:: Data for this task

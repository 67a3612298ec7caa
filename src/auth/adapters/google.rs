use std::borrow::Cow;
use std::sync::Arc;

use async_trait::async_trait;
use oauth2::{
    basic::{
        BasicErrorResponse, BasicErrorResponseType, BasicRevocationErrorResponse,
        BasicTokenIntrospectionResponse, BasicTokenType,
    },
    reqwest::async_http_client,
    AuthUrl, AuthorizationCode, Client, ClientId, ClientSecret, CsrfToken, ExtraTokenFields,
    PkceCodeChallenge, PkceCodeVerifier, RedirectUrl, RequestTokenError, Scope,
    StandardRevocableToken, StandardTokenResponse, TokenResponse as OAuth2TokenResponse, TokenUrl,
};
use serde::{Deserialize, Serialize};
use tracing::{error, info};

use crate::auth::adapters::idp_post_body;
use crate::auth::domain::{
    require_field, AuthError, AuthResult, AuthorizationRequest, GoogleGrant, GoogleSignIn,
    ProviderKind, SignInOutcome, SignInParams,
};
use crate::auth::ports::{AuthProvider, AuthorizationFlow, IdentityPlatform, IdpCredential};
use crate::config::GoogleConfig;

pub const GOOGLE_AUTH_URL: &str = "https://accounts.google.com/o/oauth2/v2/auth";
pub const GOOGLE_TOKEN_URL: &str = "https://oauth2.googleapis.com/token";

const SCOPES: [&str; 3] = ["openid", "email", "profile"];

/// Google's token endpoint returns an OpenID `id_token` next to the access token.
#[derive(Debug, Clone, Serialize, Deserialize)]
pub struct GoogleTokenFields {
    pub id_token: Option<String>,
}

impl ExtraTokenFields for GoogleTokenFields {}

type GoogleTokenResponse = StandardTokenResponse<GoogleTokenFields, BasicTokenType>;
type GoogleOAuthClient = Client<
    BasicErrorResponse,
    GoogleTokenResponse,
    BasicTokenType,
    BasicTokenIntrospectionResponse,
    StandardRevocableToken,
    BasicRevocationErrorResponse,
>;

pub struct GoogleProvider {
    platform: Arc<dyn IdentityPlatform>,
    config: GoogleConfig,
}

impl GoogleProvider {
    pub fn new(platform: Arc<dyn IdentityPlatform>, config: GoogleConfig) -> Self {
        Self { platform, config }
    }

    fn oauth_client(&self, client_id: &str) -> AuthResult<GoogleOAuthClient> {
        let auth_url = self.config.auth_url.as_deref().unwrap_or(GOOGLE_AUTH_URL);
        let token_url = self.config.token_url.as_deref().unwrap_or(GOOGLE_TOKEN_URL);

        Ok(GoogleOAuthClient::new(
            ClientId::new(client_id.to_string()),
            self.config.client_secret.clone().map(ClientSecret::new),
            AuthUrl::new(auth_url.to_string()).map_err(|e| AuthError::Unknown(e.to_string()))?,
            Some(TokenUrl::new(token_url.to_string()).map_err(|e| AuthError::Unknown(e.to_string()))?),
        ))
    }

    async fn exchange_code(
        &self,
        client_id: &str,
        code: &str,
        code_verifier: &str,
        redirect_uri: &str,
    ) -> AuthResult<(String, Option<String>)> {
        let redirect = parse_redirect(redirect_uri)?;

        info!("Exchanging Google authorization code");
        let token = self
            .oauth_client(client_id)?
            .exchange_code(AuthorizationCode::new(code.to_string()))
            .set_pkce_verifier(PkceCodeVerifier::new(code_verifier.to_string()))
            .set_redirect_uri(Cow::Owned(redirect))
            .request_async(async_http_client)
            .await
            .map_err(|e| {
                error!("Failed to exchange Google authorization code: {}", e);
                map_token_error(e)
            })?;

        let id_token = token.extra_fields().id_token.clone().ok_or_else(|| {
            AuthError::Unknown("Google did not return an id token".to_string())
        })?;

        Ok((id_token, Some(token.access_token().secret().to_string())))
    }

    fn credential(id_token: &str, access_token: Option<&str>) -> IdpCredential {
        let mut pairs = vec![("id_token", id_token)];
        if let Some(access_token) = access_token.filter(|t| !t.is_empty()) {
            pairs.push(("access_token", access_token));
        }
        pairs.push(("providerId", ProviderKind::Google.provider_id()));

        IdpCredential {
            provider: ProviderKind::Google,
            post_body: idp_post_body(&pairs),
        }
    }
}

impl AuthorizationFlow for GoogleProvider {
    /// Builds a PKCE protected consent URL for a browser based flow.
    fn authorization_url(
        &self,
        client_id: &str,
        redirect_uri: &str,
    ) -> AuthResult<AuthorizationRequest> {
        require_field(client_id, "Google client id")?;
        let redirect = parse_redirect(redirect_uri)?;

        let (challenge, verifier) = PkceCodeChallenge::new_random_sha256();
        let (url, csrf_state) = self
            .oauth_client(client_id)?
            .set_redirect_uri(redirect)
            .authorize_url(CsrfToken::new_random)
            .add_scopes(SCOPES.iter().map(|s| Scope::new(s.to_string())))
            .set_pkce_challenge(challenge)
            .url();

        Ok(AuthorizationRequest {
            url: url.to_string(),
            csrf_state: csrf_state.secret().to_string(),
            code_verifier: verifier.secret().to_string(),
        })
    }
}

fn parse_redirect(redirect_uri: &str) -> AuthResult<RedirectUrl> {
    require_field(redirect_uri, "redirect URI")?;
    RedirectUrl::new(redirect_uri.to_string())
        .map_err(|_| AuthError::FieldValidation("redirect URI is not a valid URL".to_string()))
}

fn map_token_error<RE>(err: RequestTokenError<RE, BasicErrorResponse>) -> AuthError
where
    RE: std::error::Error + 'static,
{
    match err {
        RequestTokenError::ServerResponse(response) => match response.error() {
            BasicErrorResponseType::InvalidGrant
            | BasicErrorResponseType::InvalidClient
            | BasicErrorResponseType::UnauthorizedClient => AuthError::InvalidCredentials,
            BasicErrorResponseType::Extension(code) if code == "access_denied" => {
                AuthError::ProviderCancelled
            }
            _ => AuthError::Unknown(response.to_string()),
        },
        RequestTokenError::Request(_) => AuthError::NetworkFailure,
        RequestTokenError::Parse(e, _) => AuthError::Unknown(e.to_string()),
        RequestTokenError::Other(message) => AuthError::Unknown(message),
    }
}

#[async_trait]
impl AuthProvider for GoogleProvider {
    fn kind(&self) -> ProviderKind {
        ProviderKind::Google
    }

    async fn sign_in(&self, params: SignInParams) -> AuthResult<SignInOutcome> {
        let SignInParams::Google(GoogleSignIn { client_id, grant }) = params else {
            return Err(AuthError::FieldValidation(
                "Google sign-in requires Google credentials".to_string(),
            ));
        };
        require_field(&client_id, "Google client id")?;

        let credential = match grant {
            GoogleGrant::Tokens {
                id_token,
                access_token,
            } => {
                require_field(&id_token, "Google id token")?;
                Self::credential(&id_token, access_token.as_deref())
            }
            GoogleGrant::AuthorizationCode {
                code,
                code_verifier,
                redirect_uri,
            } => {
                require_field(&code, "authorization code")?;
                require_field(&code_verifier, "code verifier")?;
                let (id_token, access_token) = self
                    .exchange_code(&client_id, &code, &code_verifier, &redirect_uri)
                    .await?;
                Self::credential(&id_token, access_token.as_deref())
            }
        };

        self.platform.sign_in_with_idp(credential).await
    }

    fn authorization_flow(&self) -> Option<&dyn AuthorizationFlow> {
        Some(self)
    }
}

::::

§ **Directions for this task**
Transcribe the data word for word.

§ **Solution**
repository 67a3612298ec7caa
filename src/auth/adapters/google.rs
use std::borrow::Cow;
use std::sync::Arc;

use async_trait::async_trait;
use oauth2::{
    basic::{
        BasicErrorResponse, BasicErrorResponseType, BasicRevocationErrorResponse,
        BasicTokenIntrospectionResponse, BasicTokenType,
    },
    reqwest::async_http_client,
    AuthUrl, AuthorizationCode, Client, ClientId, ClientSecret, CsrfToken, ExtraTokenFields,
    PkceCodeChallenge, PkceCodeVerifier, RedirectUrl, RequestTokenError, Scope,
    StandardRevocableToken, StandardTokenResponse, TokenResponse as OAuth2TokenResponse, TokenUrl,
};
use serde::{Deserialize, Serialize};
use tracing::{error, info};

use crate::auth::adapters::idp_post_body;
use crate::auth::domain::{
    require_field, AuthError, AuthResult, AuthorizationRequest, GoogleGrant, GoogleSignIn,
    ProviderKind, SignInOutcome, SignInParams,
};
use crate::auth::ports::{AuthProvider, AuthorizationFlow, IdentityPlatform, IdpCredential};
use crate::config::GoogleConfig;

pub const GOOGLE_AUTH_URL: &str = "https://accounts.google.com/o/oauth2/v2/auth";
pub const GOOGLE_TOKEN_URL: &str = "https://oauth2.googleapis.com/token";

const SCOPES: [&str; 3] = ["openid", "email", "profile"];

/// Google's token endpoint returns an OpenID `id_token` next to the access token.
#[derive(Debug, Clone, Serialize, Deserialize)]
pub struct GoogleTokenFields {
    pub id_token: Option<String>,
}

impl ExtraTokenFields for GoogleTokenFields {}

type GoogleTokenResponse = StandardTokenResponse<GoogleTokenFields, BasicTokenType>;
type GoogleOAuthClient = Client<
    BasicErrorResponse,
    GoogleTokenResponse,
    BasicTokenType,
    BasicTokenIntrospectionResponse,
    StandardRevocableToken,
    BasicRevocationErrorResponse,
>;

pub struct GoogleProvider {
    platform: Arc<dyn IdentityPlatform>,
    config: GoogleConfig,
}

impl GoogleProvider {
    pub fn new(platform: Arc<dyn IdentityPlatform>, config: GoogleConfig) -> Self {
        Self { platform, config }
    }

    fn oauth_client(&self, client_id: &str) -> AuthResult<GoogleOAuthClient> {
        let auth_url = self.config.auth_url.as_deref().unwrap_or(GOOGLE_AUTH_URL);
        let token_url = self.config.token_url.as_deref().unwrap_or(GOOGLE_TOKEN_URL);

        Ok(GoogleOAuthClient::new(
            ClientId::new(client_id.to_string()),
            self.config.client_secret.clone().map(ClientSecret::new),
            AuthUrl::new(auth_url.to_string()).map_err(|e| AuthError::Unknown(e.to_string()))?,
            Some(TokenUrl::new(token_url.to_string()).map_err(|e| AuthError::Unknown(e.to_string()))?),
        ))
    }

    async fn exchange_code(
        &self,
        client_id: &str,
        code: &str,
        code_verifier: &str,
        redirect_uri: &str,
    ) -> AuthResult<(String, Option<String>)> {
        let redirect = parse_redirect(redirect_uri)?;

        info!("Exchanging Google authorization code");
        let token = self
            .oauth_client(client_id)?
            .exchange_code(AuthorizationCode::new(code.to_string()))
            .set_pkce_verifier(PkceCodeVerifier::new(code_verifier.to_string()))
            .set_redirect_uri(Cow::Owned(redirect))
            .request_async(async_http_client)
            .await
            .map_err(|e| {
                error!("Failed to exchange Google authorization code: {}", e);
                map_token_error(e)
            })?;

        let id_token = token.extra_fields().id_token.clone().ok_or_else(|| {
            AuthError::Unknown("Google did not return an id token".to_string())
        })?;

        Ok((id_token, Some(token.access_token().secret().to_string())))
    }

    fn credential(id_token: &str, access_token: Option<&str>) -> IdpCredential {
        let mut pairs = vec![("id_token", id_token)];
        if let Some(access_token) = access_token.filter(|t| !t.is_empty()) {
            pairs.push(("access_token", access_token));
        }
        pairs.push(("providerId", ProviderKind::Google.provider_id()));

        IdpCredential {
            provider: ProviderKind::Google,
            post_body: idp_post_body(&pairs),
        }
    }
}

impl AuthorizationFlow for GoogleProvider {
    /// Builds a PKCE protected consent URL for a browser based flow.
    fn authorization_url(
        &self,
        client_id: &str,
        redirect_uri: &str,
    ) -> AuthResult<AuthorizationRequest> {
        require_field(client_id, "Google client id")?;
        let redirect = parse_redirect(redirect_uri)?;

        let (challenge, verifier) = PkceCodeChallenge::new_random_sha256();
        let (url, csrf_state) = self
            .oauth_client(client_id)?
            .set_redirect_uri(redirect)
            .authorize_url(CsrfToken::new_random)
            .add_scopes(SCOPES.iter().map(|s| Scope::new(s.to_string())))
            .set_pkce_challenge(challenge)
            .url();

        Ok(AuthorizationRequest {
            url: url.to_string(),
            csrf_state: csrf_state.secret().to_string(),
            code_verifier: verifier.secret().to_string(),
        })
    }
}

fn parse_redirect(redirect_uri: &str) -> AuthResult<RedirectUrl> {
    require_field(redirect_uri, "redirect URI")?;
    RedirectUrl::new(redirect_uri.to_string())
        .map_err(|_| AuthError::FieldValidation("redirect URI is not a valid URL".to_string()))
}

fn map_token_error<RE>(err: RequestTokenError<RE, BasicErrorResponse>) -> AuthError
where
    RE: std::error::Error + 'static,
{
    match err {
        RequestTokenError::ServerResponse(response) => match response.error() {
            BasicErrorResponseType::InvalidGrant
            | BasicErrorResponseType::InvalidClient
            | BasicErrorResponseType::UnauthorizedClient => AuthError::InvalidCredentials,
            BasicErrorResponseType::Extension(code) if code == "access_denied" => {
                AuthError::ProviderCancelled
            }
            _ => AuthError::Unknown(response.to_string()),
        },
        RequestTokenError::Request(_) => AuthError::NetworkFailure,
        RequestTokenError::Parse(e, _) => AuthError::Unknown(e.to_string()),
        RequestTokenError::Other(message) => AuthError::Unknown(message),
    }
}

#[async_trait]
impl AuthProvider for GoogleProvider {
    fn kind(&self) -> ProviderKind {
        ProviderKind::Google
    }

    async fn sign_in(&self, params: SignInParams) -> AuthResult<SignInOutcome> {
        let SignInParams::Google(GoogleSignIn { client_id, grant }) = params else {
            return Err(AuthError::FieldValidation(
                "Google sign-in requires Google credentials".to_string(),
            ));
        };
        require_field(&client_id, "Google client id")?;

        let credential = match grant {
            GoogleGrant::Tokens {
                id_token,
                access_token,
            } => {
                require_field(&id_token, "Google id token")?;
                Self::credential(&id_token, access_token.as_deref())
            }
            GoogleGrant::AuthorizationCode {
                code,
                code_verifier,
                redirect_uri,
            } => {
                require_field(&code, "authorization code")?;
                require_field(&code_verifier, "code verifier")?;
                let (id_token, access_token) = self
                    .exchange_code(&client_id, &code, &code_verifier, &redirect_uri)
                    .await?;
                Self::credential(&id_token, access_token.as_deref())
            }
        };

        self.platform.sign_in_with_idp(credential).await
    }

    fn authorization_flow(&self) -> Option<&dyn AuthorizationFlow> {
        Some(self)
    }
}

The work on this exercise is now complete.